Jonathan Chancellor | 7 February 2013

Dubai's Sheikh Mohammed and Prime Minister Gillard discuss bolstering bilateral relations and post-GFC property developer imbroglio

Prime Minister Julia Gillard has spoken directly with Dubai’s ruler Sheik Mohammed.

Confirmation of the call came in a statement from the sheik’s website.

“UAE Vice President, Prime Minister and Ruler of Dubai His Highness Sheikh Mohammed bin Rashid Al Maktoum has held telephone talks with the Australian Prime Minister Julia Gillard this afternoon,” it said.

“During their telephonic conversation, Sheikh Mohammed and the Australian Prime Minister discussed bolstering bilateral relations between the United Arab Emirates and Australia for the best interests of both peoples.”

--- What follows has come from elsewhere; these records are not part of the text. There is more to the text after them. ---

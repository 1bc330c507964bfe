use crate::config::EARTH_RADIUS_MILES;

/// Great-circle distance between two coordinates in miles, via the Haversine
/// formula. Inputs are decimal degrees.
pub fn haversine_miles(lat1: f64, lng1: f64, lat2: f64, lng2: f64) -> f64 {
    let d_lat = (lat2 - lat1).to_radians();
    let d_lng = (lng2 - lng1).to_radians();
    let a = (d_lat / 2.0).sin().powi(2)
        + lat1.to_radians().cos() * lat2.to_radians().cos() * (d_lng / 2.0).sin().powi(2);
    let c = 2.0 * a.sqrt().atan2((1.0 - a).sqrt());
    EARTH_RADIUS_MILES * c
}
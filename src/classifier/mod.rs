mod capacity;
mod thresholds;

pub use capacity::{classify, Classification};
pub use thresholds::TierThresholds;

The call came as the two Australian businessmen detained in the emirate prepare for a court hearing this week over corruption charges. Developers Matthew Joyce and Marcus Lee have been under effective house arrest for the past four years.

It has now been confirmed the leader discussed the two Australian businessmen.

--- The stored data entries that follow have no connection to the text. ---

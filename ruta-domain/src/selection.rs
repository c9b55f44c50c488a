use async_trait::async_trait;
use uuid::Uuid;

use crate::error::EngineError;

/// Advisory "someone is looking at this seat" store. Entries are UX hints
/// with their own TTL and are never consulted by the lock or booking paths;
/// an entry expiring or being released has no effect on the ledger.
#[async_trait]
pub trait SelectionStore: Send + Sync {
    /// Atomic set-if-absent with TTL. Returns false when another holder
    /// already has the seat selected.
    async fn try_select(
        &self,
        trip_id: Uuid,
        seat_id: Uuid,
        holder: &str,
        ttl_seconds: u64,
    ) -> Result<bool, EngineError>;

    /// Removes the entry only if `holder` currently owns it.
    async fn release(
        &self,
        trip_id: Uuid,
        seat_id: Uuid,
        holder: &str,
    ) -> Result<bool, EngineError>;

    /// The current holder, if any.
    async fn holder_of(
        &self,
        trip_id: Uuid,
        seat_id: Uuid,
    ) -> Result<Option<String>, EngineError>;
}
pub mod coordinator;
pub mod finalizer;
pub mod notifier;
pub mod reconciler;
pub mod selection;
pub mod token;

pub use coordinator::{LockCoordinator, SeatLockGrant};
pub use finalizer::{BookingConfirmation, BookingFinalizer};
pub use notifier::SeatNotifier;
pub use reconciler::LeaseReconciler;
pub use selection::SelectionService;
pub use token::{LockClaims, TokenSigner};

Mr Joyce and Mr Lee were arrested on bribery charges in January 2009 based on allegations that have unravelled over the past few years.

AAP report the Foreign Minister Bob Carr says Ms Gillard pressed their case very strongly. But he indicated the Dubai leader's response was non-committal.

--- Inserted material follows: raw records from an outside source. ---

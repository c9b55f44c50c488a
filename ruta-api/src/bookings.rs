use axum::{
    extract::{Json, State},
    routing::post,
    Router,
};
use ruta_domain::booking::CreateBookingRequest;
use ruta_engine::BookingConfirmation;

use crate::error::AppError;
use crate::state::AppState;

pub fn routes() -> Router<AppState> {
    Router::new().route("/v1/bookings", post(create_booking))
}

async fn create_booking(
    State(state): State<AppState>,
    Json(req): Json<CreateBookingRequest>,
) -> Result<Json<BookingConfirmation>, AppError> {
    let confirmation = state.finalizer.create_booking(req).await?;
    Ok(Json(confirmation))
}
use std::collections::HashMap;

use chrono::{DateTime, Utc};
use ruta_domain::booking::{
    format_amount, validate_passengers, Booking, BookingStatus, CreateBookingRequest,
    PassengerDetail,
};
use ruta_domain::events::SeatEvent;
use ruta_domain::seat::check_redeemable;
use ruta_domain::EngineError;
use ruta_store::booking_repo::BookingRepository;
use ruta_store::seat_repo::SeatRepository;
use ruta_store::trip_repo::TripRepository;
use serde::Serialize;
use sqlx::PgPool;
use tracing::info;
use uuid::Uuid;

use crate::notifier::SeatNotifier;
use crate::token::TokenSigner;

#[derive(Debug, Clone, Serialize)]
#[serde(rename_all = "camelCase")]
pub struct BookingConfirmation {
    pub booking_id: Uuid,
    pub trip_id: Uuid,
    pub status: BookingStatus,
    pub seats: Vec<String>,
    pub passengers: Vec<PassengerDetail>,
    /// Two-decimal amount string, `basePrice x seatCount`.
    pub total_amount: String,
    pub created_at: DateTime<Utc>,
}

/// Redeems a lock token, re-validates the ledger under row locks, and
/// atomically converts the lease into a permanent booking.
pub struct BookingFinalizer {
    pool: PgPool,
    signer: TokenSigner,
    notifier: SeatNotifier,
}

impl BookingFinalizer {
    pub fn new(pool: PgPool, signer: TokenSigner, notifier: SeatNotifier) -> Self {
        Self {
            pool,
            signer,
            notifier,
        }
    }

    /// Either creates exactly one booking plus its passenger rows and flips
    /// the leased seats to booked, or none of these effects occur. The
    /// token check and the ledger check are independent on purpose: a
    /// cryptographically valid token whose lease has expired or been
    /// reclaimed is refused by the ledger re-validation.
    pub async fn create_booking(
        &self,
        req: CreateBookingRequest,
    ) -> Result<BookingConfirmation, EngineError> {
        let claims = self.signer.verify(&req.lock_token)?;
        let trip_id = claims.trip_id;
        let seat_ids = claims.seat_ids;

        let mut tx = self.pool.begin().await.map_err(EngineError::database)?;
        // Repeatable read keeps the multi-row check free of phantom reads.
        sqlx::query("SET TRANSACTION ISOLATION LEVEL REPEATABLE READ")
            .execute(&mut *tx)
            .await
            .map_err(EngineError::database)?;

        let trip = TripRepository::fetch(&mut *tx, trip_id)
            .await?
            .ok_or(EngineError::TripNotFound)?;

        let rows = SeatRepository::fetch_for_update(&mut tx, trip_id, &seat_ids).await?;
        if rows.len() != seat_ids.len() {
            let _ = tx.rollback().await;
            return Err(EngineError::SeatNotFound);
        }

        if let Err(err) = validate_passengers(&rows, &req.passengers) {
            let _ = tx.rollback().await;
            return Err(err);
        }

        let now = Utc::now();
        if let Err(err) = check_redeemable(&rows, now) {
            let _ = tx.rollback().await;
            return Err(err);
        }

        let total_amount_cents = trip.base_price_cents * rows.len() as i64;
        let booking = Booking {
            id: Uuid::new_v4(),
            trip_id,
            status: BookingStatus::Pending,
            total_amount_cents,
            contact_email: req.contact_info.email.clone(),
            contact_phone: req.contact_info.phone.clone(),
            payment_method_id: req.payment_method_id.clone(),
            created_at: now,
        };
        BookingRepository::insert_booking(&mut tx, &booking).await?;

        let seat_by_code: HashMap<&str, Uuid> = rows
            .iter()
            .map(|r| (r.seat_code.as_str(), r.seat_id))
            .collect();
        for passenger in &req.passengers {
            let seat_id = seat_by_code
                .get(passenger.seat_code.as_str())
                .copied()
                .ok_or_else(|| EngineError::PassengerMismatch {
                    reason: format!("seat {} is not part of the leased set", passenger.seat_code),
                })?;
            BookingRepository::insert_passenger(&mut tx, booking.id, passenger, seat_id).await?;
        }

        SeatRepository::mark_booked(&mut tx, trip_id, &seat_ids, booking.id).await?;
        tx.commit().await.map_err(EngineError::database)?;

        info!(%trip_id, booking_id = %booking.id, seats = seat_ids.len(), "booking finalized");
        self.notifier.publish(SeatEvent::Booked {
            trip_id,
            seat_ids: seat_ids.clone(),
            booking_id: booking.id,
        });

        Ok(BookingConfirmation {
            booking_id: booking.id,
            trip_id,
            status: booking.status,
            seats: rows.into_iter().map(|r| r.seat_code).collect(),
            passengers: req.passengers,
            total_amount: format_amount(total_amount_cents),
            created_at: booking.created_at,
        })
    }
}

"He said that the courts are independent of the government but undertook to look at the matters the prime minister raised, including delays in the case," he told reporters in Canberra on Thursday.

Supporters of the property developers Matthew Joyce and Marcus Lee, have been recently pleading for the Australian Prime Minister to intervene, as they endure their fourth year under effective house arrest in Dubai.

The Australian Financial Review revealed last week that former prime minister Malcolm Fraser and federal independent MPs Rob Oakeshott and Tony Windsor had urged the prime minister to act.

Mr Fraser told The AFR that Australia should not allow its citizens to be held as “scapegoats” after the bubble burst in the UAE following the credit crisis in 2008.

“I’m firmly of the view that direct intervention with the Sheik is absolutely critical,” Mr Fraser said.